Each entry is to be transcribed exactly, with nothing added or dropped.

▸ **Collected data**
* * *

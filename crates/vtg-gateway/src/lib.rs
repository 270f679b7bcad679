//! vtg-gateway - Brand dispatch for the vehicle telemetry gateway
//!
//! This crate provides the [`AdapterSelector`], a registration map from
//! [`BrandTag`] to brand adapters. Each capability call is routed to the
//! adapter registered for the vehicle's brand.
//!
//! # Architecture
//!
//! ```text
//! ┌────────────────────────────────────────────────────────┐
//! │                   AdapterSelector                      │
//! │  - Holds BrandTag -> Arc<dyn VehicleAdapter>           │
//! │  - Routes each capability call by brand                │
//! │  - Fails with UnsupportedBrand for unknown tags        │
//! └───────────────────────────┬────────────────────────────┘
//!                             │
//!              ┌──────────────┼──────────────┐
//!              ▼              ▼              ▼
//!      ┌──────────────┐ ┌──────────────┐ ┌──────────────┐
//!      │  GmAdapter   │ │ FordAdapter  │ │     ...      │
//!      └──────────────┘ └──────────────┘ └──────────────┘
//! ```
//!
//! # Usage
//!
//! ```rust,ignore
//! use vtg_gateway::AdapterSelector;
//! use vtg_gm::GmAdapter;
//!
//! let mut selector = AdapterSelector::new();
//! selector.register_adapter(Arc::new(GmAdapter::new(config)?));
//!
//! let info = selector.vehicle_info(&"gm".into(), "1234").await?;
//! ```

mod selector;

pub use selector::AdapterSelector;

// Re-export core types for convenience
pub use vtg_core::{AdapterError, AdapterResult, BrandTag, VehicleAdapter};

* * *

▸ **TASK RESULT**
filename crates/vtg-gateway/src/lib.rs
repository 270f679b7bcad679
//! vtg-gateway - Brand dispatch for the vehicle telemetry gateway
//!
//! This crate provides the [`AdapterSelector`], a registration map from
//! [`BrandTag`] to brand adapters. Each capability call is routed to the
//! adapter registered for the vehicle's brand.
//!
//! # Architecture
//!
//! ```text
//! ┌────────────────────────────────────────────────────────┐
//! │                   AdapterSelector                      │
//! │  - Holds BrandTag -> Arc<dyn VehicleAdapter>           │
//! │  - Routes each capability call by brand                │
//! │  - Fails with UnsupportedBrand for unknown tags        │
//! └───────────────────────────┬────────────────────────────┘
//!                             │
//!              ┌──────────────┼──────────────┐
//!              ▼              ▼              ▼
//!      ┌──────────────┐ ┌──────────────┐ ┌──────────────┐
//!      │  GmAdapter   │ │ FordAdapter  │ │     ...      │
//!      └──────────────┘ └──────────────┘ └──────────────┘
//! ```
//!
//! # Usage
//!
//! ```rust,ignore
//! use vtg_gateway::AdapterSelector;
//! use vtg_gm::GmAdapter;
//!
//! let mut selector = AdapterSelector::new();
//! selector.register_adapter(Arc::new(GmAdapter::new(config)?));
//!
//! let info = selector.vehicle_info(&"gm".into(), "1234").await?;
//! ```

mod selector;

pub use selector::AdapterSelector;

// Re-export core types for convenience
pub use vtg_core::{AdapterError, AdapterResult, BrandTag, VehicleAdapter};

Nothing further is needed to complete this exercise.